_Given data_
================
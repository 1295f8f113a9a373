//! Progress bar for archive commits.

use indicatif::{ProgressBar, ProgressStyle};
use zipsession::ProgressListener;

/// Shows commit progress of a closing archive.
pub struct CommitBar {
    bar: ProgressBar,
}

impl CommitBar {
    /// Creates a progress bar, hidden if `quiet`.
    pub fn new(quiet: bool) -> Self {
        let bar = if quiet {
            ProgressBar::hidden()
        } else {
            let pb = ProgressBar::new(100);
            pb.set_style(
                ProgressStyle::default_bar()
                    .template("{spinner:.green} [{elapsed_precise}] [{bar:40.cyan/blue}] {pos:>3}% {wide_msg}")
                    .unwrap_or_else(|_| ProgressStyle::default_bar())
                    .progress_chars("#>-"),
            );
            pb
        };

        Self { bar }
    }

    /// Finishes with a custom message
    pub fn finish_with_message(&self, msg: impl Into<String>) {
        self.bar.finish_with_message(msg.into());
    }

    /// Removes the bar after a failure
    pub fn abandon(&self) {
        self.bar.abandon_with_message("Failed");
    }
}

impl ProgressListener for CommitBar {
    fn on_progress(&mut self, percent: u8) {
        self.bar.set_position(u64::from(percent));
    }

    fn on_entry_start(&mut self, entry_name: &str, _size: u64) {
        // Truncate long names
        let display_name = match entry_name.char_indices().rev().nth(36) {
            Some((cut, _)) if entry_name.chars().count() > 40 => {
                format!("...{}", &entry_name[cut..])
            }
            _ => entry_name.to_string(),
        };
        self.bar.set_message(display_name);
    }

    fn on_warning(&mut self, message: &str) {
        self.bar.println(format!("warning: {}", message));
    }
}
================
_Try it_
Write out again, unchanged, every line from the line containing "let pb = ProgressBar::new(100);" to the final line of the material above.

_Problem solution_
            let pb = ProgressBar::new(100);
            pb.set_style(
                ProgressStyle::default_bar()
                    .template("{spinner:.green} [{elapsed_precise}] [{bar:40.cyan/blue}] {pos:>3}% {wide_msg}")
                    .unwrap_or_else(|_| ProgressStyle::default_bar())
                    .progress_chars("#>-"),
            );
            pb
        };

        Self { bar }
    }

    /// Finishes with a custom message
    pub fn finish_with_message(&self, msg: impl Into<String>) {
        self.bar.finish_with_message(msg.into());
    }

    /// Removes the bar after a failure
    pub fn abandon(&self) {
        self.bar.abandon_with_message("Failed");
    }
}

impl ProgressListener for CommitBar {
    fn on_progress(&mut self, percent: u8) {
        self.bar.set_position(u64::from(percent));
    }

    fn on_entry_start(&mut self, entry_name: &str, _size: u64) {
        // Truncate long names
        let display_name = match entry_name.char_indices().rev().nth(36) {
            Some((cut, _)) if entry_name.chars().count() > 40 => {
                format!("...{}", &entry_name[cut..])
            }
            _ => entry_name.to_string(),
        };
        self.bar.set_message(display_name);
    }

    fn on_warning(&mut self, message: &str) {
        self.bar.println(format!("warning: {}", message));
    }
}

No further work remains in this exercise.